# SIOCSIFFLAGS: Operation not permitted (rt2870 staging)

## gannggstaz

I'm running gentoo and am not trying to get wifi working. I compiled a custom kernel and under the "staging" tree enable ralink rt2870 drivers. I have a Belkin F5D8055 v2 wireless N adapter. On my previous ubuntu install, I had this adapter running.

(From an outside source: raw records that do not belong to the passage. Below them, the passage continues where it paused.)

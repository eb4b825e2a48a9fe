//! Border radius with one shared unit for all four corners.

use forge_color::format_number;
use serde::{Deserialize, Serialize};

use crate::keyword::keyword_enum;
use crate::merge;
use crate::rule::RuleBlock;

pub const SELECTOR: &str = ".border-radius";

keyword_enum! {
    #[derive(Default)]
    pub enum RadiusUnit("radius unit") {
        #[default]
        Px => "px",
        Percent => "%",
        Rem => "rem",
    }
}

#[derive(Debug, Clone, PartialEq, Serialize, Deserialize)]
#[serde(rename_all = "camelCase")]
pub struct BorderRadiusConfig {
    pub top_left: f64,
    pub top_right: f64,
    pub bottom_right: f64,
    pub bottom_left: f64,
    pub unit: RadiusUnit,
}

impl Default for BorderRadiusConfig {
    fn default() -> Self {
        Self {
            top_left: 0.0,
            top_right: 0.0,
            bottom_right: 0.0,
            bottom_left: 0.0,
            unit: RadiusUnit::Px,
        }
    }
}

#[derive(Debug, Clone, Default, PartialEq, Serialize, Deserialize)]
#[serde(rename_all = "camelCase")]
pub struct BorderRadiusPatch {
    pub top_left: Option<f64>,
    pub top_right: Option<f64>,
    pub bottom_right: Option<f64>,
    pub bottom_left: Option<f64>,
    pub unit: Option<RadiusUnit>,
}

impl BorderRadiusPatch {
    /// A patch setting all four corners to `value`.
    #[must_use]
    pub const fn all_corners(value: f64) -> Self {
        Self {
            top_left: Some(value),
            top_right: Some(value),
            bottom_right: Some(value),
            bottom_left: Some(value),
            unit: None,
        }
    }
}

impl BorderRadiusConfig {
    pub fn apply(&mut self, patch: BorderRadiusPatch) {
        merge::non_negative(&mut self.top_left, patch.top_left);
        merge::non_negative(&mut self.top_right, patch.top_right);
        merge::non_negative(&mut self.bottom_right, patch.bottom_right);
        merge::non_negative(&mut self.bottom_left, patch.bottom_left);
        merge::plain(&mut self.unit, patch.unit);
    }

    /// Corners in CSS order: top-left, top-right, bottom-right, bottom-left.
    #[must_use]
    pub const fn corners(&self) -> [f64; 4] {
        [self.top_left, self.top_right, self.bottom_right, self.bottom_left]
    }
}

/// The `border-radius` value, e.g. `8px 8px 8px 8px`.
#[must_use]
pub fn border_radius_value(config: &BorderRadiusConfig) -> String {
    config
        .corners()
        .iter()
        .map(|&corner| format!("{}{}", format_number(corner), config.unit))
        .collect::<Vec<_>>()
        .join(" ")
}

#[must_use]
pub fn border_radius_css(config: &BorderRadiusConfig) -> RuleBlock {
    RuleBlock::new(SELECTOR).with("border-radius", border_radius_value(config))
}
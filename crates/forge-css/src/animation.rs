//! Animation timing — easing function and duration.
//!
//! `preset` and `custom_bezier` move together: choosing a named preset
//! loads its canonical control points, and editing any control point turns
//! the preset into `custom`.

use forge_color::format_number;
use serde::{Deserialize, Serialize};

use crate::keyword::keyword_enum;
use crate::merge;
use crate::presets::bezier_points;
use crate::rule::RuleBlock;

pub const SELECTOR: &str = ".animated-element";

keyword_enum! {
    #[derive(Default)]
    pub enum TimingPreset("timing preset") {
        #[default]
        Ease => "ease",
        EaseIn => "ease-in",
        EaseOut => "ease-out",
        EaseInOut => "ease-in-out",
        Linear => "linear",
        Custom => "custom",
    }
}

#[derive(Debug, Clone, PartialEq, Serialize, Deserialize)]
#[serde(rename_all = "camelCase")]
pub struct AnimationTimingConfig {
    pub preset: TimingPreset,
    /// `[x1, y1, x2, y2]`; x values stay within 0–1.
    pub custom_bezier: [f64; 4],
    /// Milliseconds.
    pub duration: f64,
}

impl Default for AnimationTimingConfig {
    fn default() -> Self {
        Self {
            preset: TimingPreset::Ease,
            custom_bezier: [0.25, 0.1, 0.25, 1.0],
            duration: 1000.0,
        }
    }
}

/// Partial update for [`AnimationTimingConfig`].
///
/// A named `preset` wins over `custom_bezier` when both are given.
#[derive(Debug, Clone, Default, PartialEq, Serialize, Deserialize)]
#[serde(rename_all = "camelCase")]
pub struct AnimationTimingPatch {
    pub preset: Option<TimingPreset>,
    pub custom_bezier: Option<[f64; 4]>,
    pub duration: Option<f64>,
}

/// Clamp a control point: x coordinates (even indices) to 0–1, y free.
fn clamp_point(index: usize, value: f64) -> f64 {
    if index % 2 == 0 { value.clamp(0.0, 1.0) } else { value }
}

impl AnimationTimingConfig {
    pub fn apply(&mut self, patch: AnimationTimingPatch) {
        merge::non_negative(&mut self.duration, patch.duration);
        if let Some(points) = patch.custom_bezier {
            if points.iter().all(|p| p.is_finite()) {
                for (i, value) in points.into_iter().enumerate() {
                    self.custom_bezier[i] = clamp_point(i, value);
                }
                self.preset = TimingPreset::Custom;
            }
        }
        if let Some(preset) = patch.preset {
            self.select_preset(preset);
        }
    }

    /// Switch to `preset`, loading its control points. Selecting `custom`
    /// keeps the current points.
    pub fn select_preset(&mut self, preset: TimingPreset) {
        self.preset = preset;
        if let Some(points) = bezier_points(preset) {
            self.custom_bezier = points;
        }
    }

    /// Set control point `index` (0–3) and switch to `custom`. Returns
    /// `false` for an out-of-range index or a non-finite value.
    pub fn set_bezier_point(&mut self, index: usize, value: f64) -> bool {
        if index >= self.custom_bezier.len() || !value.is_finite() {
            return false;
        }
        self.custom_bezier[index] = clamp_point(index, value);
        self.preset = TimingPreset::Custom;
        true
    }
}

/// `animation-timing-function` value: the keyword, or `cubic-bezier(...)`
/// for custom curves.
#[must_use]
pub fn timing_function(config: &AnimationTimingConfig) -> String {
    match config.preset {
        TimingPreset::Custom => {
            let points: Vec<String> = config.custom_bezier.iter().map(|&p| format_number(p)).collect();
            format!("cubic-bezier({})", points.join(", "))
        }
        preset => preset.keyword().to_string(),
    }
}

#[must_use]
pub fn animation_timing_css(config: &AnimationTimingConfig) -> RuleBlock {
    RuleBlock::new(SELECTOR)
        .with("animation-timing-function", timing_function(config))
        .with("animation-duration", format!("{}ms", format_number(config.duration.max(0.0))))
}
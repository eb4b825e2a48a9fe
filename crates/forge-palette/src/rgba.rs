//! CSS color string to `rgba(...)`.

use forge_color::{Color, format_number, parse_color};

use crate::cache::Memo;

static RGBA: Memo<String> = Memo::new("css_rgba");

/// Convert a CSS color string to `rgba(r, g, b, a)` at the given alpha.
///
/// Alpha is clamped to 0.0–1.0 and replaces any alpha in `color`. A color
/// that fails to parse is rendered as white so formatters always produce a
/// usable declaration.
#[must_use]
pub fn css_rgba(color: &str, alpha: f64) -> String {
    let alpha = alpha.clamp(0.0, 1.0);
    let key = format!("{color}\u{0}{}", format_number(alpha));
    RGBA.get_or_insert_with(key, || match parse_color(color) {
        Ok(parsed) => parsed.to_rgba(alpha),
        Err(err) => {
            tracing::warn!(%err, "rendering unparseable color as white");
            Color::WHITE.to_rgba(alpha)
        }
    })
}

#[cfg(test)]
mod tests {
    use super::*;

    #[test]
    fn hex_to_rgba() {
        assert_eq!(css_rgba("#000000", 0.3), "rgba(0, 0, 0, 0.3)");
        assert_eq!(css_rgba("#ffffff", 0.25), "rgba(255, 255, 255, 0.25)");
        assert_eq!(css_rgba("#3B82F6", 1.0), "rgba(59, 130, 246, 1)");
    }

    #[test]
    fn alpha_is_clamped() {
        assert_eq!(css_rgba("black", 1.8), "rgba(0, 0, 0, 1)");
        assert_eq!(css_rgba("black", -0.5), "rgba(0, 0, 0, 0)");
    }

    #[test]
    fn source_alpha_is_replaced() {
        assert_eq!(css_rgba("rgba(10, 20, 30, 0.5)", 0.08), "rgba(10, 20, 30, 0.08)");
    }

    #[test]
    fn invalid_color_renders_white() {
        assert_eq!(css_rgba("#zzzzzz", 0.18), "rgba(255, 255, 255, 0.18)");
    }
}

I haven't found any helpful posts about rt3070 devices that use the staging drivers.

iwconfig returns:

```
wlan0     Ralink STA  ESSID:""  Nickname:""

          Mode:Auto  Frequency=2.412 GHz  

          Link Quality=10/100  Signal level:0 dBm  Noise level:-143 dBm

          Rx invalid nwid:0  Rx invalid crypt:0  Rx invalid frag:0

          Tx excessive retries:0  Invalid misc:0   Missed beacon:0
```

ifconfig -a returns:

```
wlan0     Link encap:Ethernet  HWaddr 00:00:00:00:00:00  

          BROADCAST MULTICAST  MTU:1500  Metric:1

          RX packets:0 errors:0 dropped:0 overruns:0 frame:0

          TX packets:0 errors:0 dropped:0 overruns:0 carrier:0

          collisions:0 txqueuelen:1000 

          RX bytes:0 (0.0 B)  TX bytes:0 (0.0 B)
```

The device doesn't seem to be activated but when I run /etc/init.d/net.wlan0 start I get

```
SIOCSIFFLAGS: Operation not permitted

Could not set interface wlan0 flags: Operation not permitted
```

How do I start wlan0?

----------

## RNHavens

Do you have RFKILL compiled in?  That has given me problems before, I couldn't recommend if it should be y, n or m.  Then of course the simple question of "do you have the WAN switch on?"  

Hope that gives you new leads, good luck.

----------